TASK INSTRUCTIONS: The result should be every line in the material below containing the string "does".

SOURCE DATA:
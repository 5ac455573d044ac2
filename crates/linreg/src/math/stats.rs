//! Summary statistics over numeric sequences.
//!
//! ## Purpose
//!
//! This module provides the mean, the (unnormalised) variance, and the
//! covariance used by the least-squares estimator.
//!
//! ## Design notes
//!
//! * **Precomputed means**: `variance` and `covariance` take the mean as an
//!   argument so a single mean can be shared across several statistics.
//! * **Sums, not averages**: `variance` and `covariance` return sums of
//!   squared (or cross) deviations. Their ratio is the OLS slope, so the
//!   `1/n` factor cancels.
//! * **Fail-fast**: Empty and mismatched inputs return an error instead of NaN.
//!
//! ## Invariants
//!
//! * `variance(v, mean(v)) >= 0`.
//! * `covariance(v, m, v, m) == variance(v, m)`.
//!
//! ## Non-goals
//!
//! * This module does not check inputs for finiteness.
//! * This module does not compute sample (n - 1) or population (n) variance.

// External dependencies
use core::fmt::{Display, Formatter, Result as FmtResult};
use num_traits::Float;

// Internal dependencies
use crate::primitives::errors::RegressionError;

// ============================================================================
// Core Statistics
// ============================================================================

/// Arithmetic mean of a non-empty sequence.
pub fn mean<T: Float>(values: &[T]) -> Result<T, RegressionError> {
    if values.is_empty() {
        return Err(RegressionError::EmptyInput);
    }

    let n = T::from(values.len()).unwrap_or(T::one());
    let sum = values.iter().fold(T::zero(), |acc, &v| acc + v);

    Ok(sum / n)
}

/// Sum of squared deviations from `mean`.
///
/// The caller must supply a mean consistent with `values`.
pub fn variance<T: Float>(values: &[T], mean: T) -> Result<T, RegressionError> {
    if values.is_empty() {
        return Err(RegressionError::EmptyInput);
    }

    Ok(values.iter().fold(T::zero(), |acc, &v| {
        let d = v - mean;
        acc + d * d
    }))
}

/// Sum of paired products of deviations from the respective means.
pub fn covariance<T: Float>(
    xs: &[T],
    mean_x: T,
    ys: &[T],
    mean_y: T,
) -> Result<T, RegressionError> {
    if xs.len() != ys.len() {
        return Err(RegressionError::MismatchedInputs {
            x_len: xs.len(),
            y_len: ys.len(),
        });
    }
    if xs.is_empty() {
        return Err(RegressionError::EmptyInput);
    }

    Ok(xs
        .iter()
        .zip(ys.iter())
        .fold(T::zero(), |acc, (&x, &y)| acc + (x - mean_x) * (y - mean_y)))
}

// ============================================================================
// Column Summary
// ============================================================================

/// Mean and sum-of-squares variance of a single column.
#[derive(Debug, Clone, Copy, PartialEq)]
pub struct SummaryStats<T> {
    /// Arithmetic mean.
    pub mean: T,

    /// Sum of squared deviations from the mean.
    pub variance: T,
}

impl<T: Float> SummaryStats<T> {
    /// Compute the summary of `values`.
    pub fn of(values: &[T]) -> Result<Self, RegressionError> {
        let mean = mean(values)?;
        let variance = variance(values, mean)?;
        Ok(Self { mean, variance })
    }
}

impl<T: Float + Display> Display for SummaryStats<T> {
    fn fmt(&self, f: &mut Formatter<'_>) -> FmtResult {
        write!(f, "mean={:.3} variance={:.3}", self.mean, self.variance)
    }
}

TASK ANSWER:
//! * This module does not check inputs for finiteness.
//! * This module does not compute sample (n - 1) or population (n) variance.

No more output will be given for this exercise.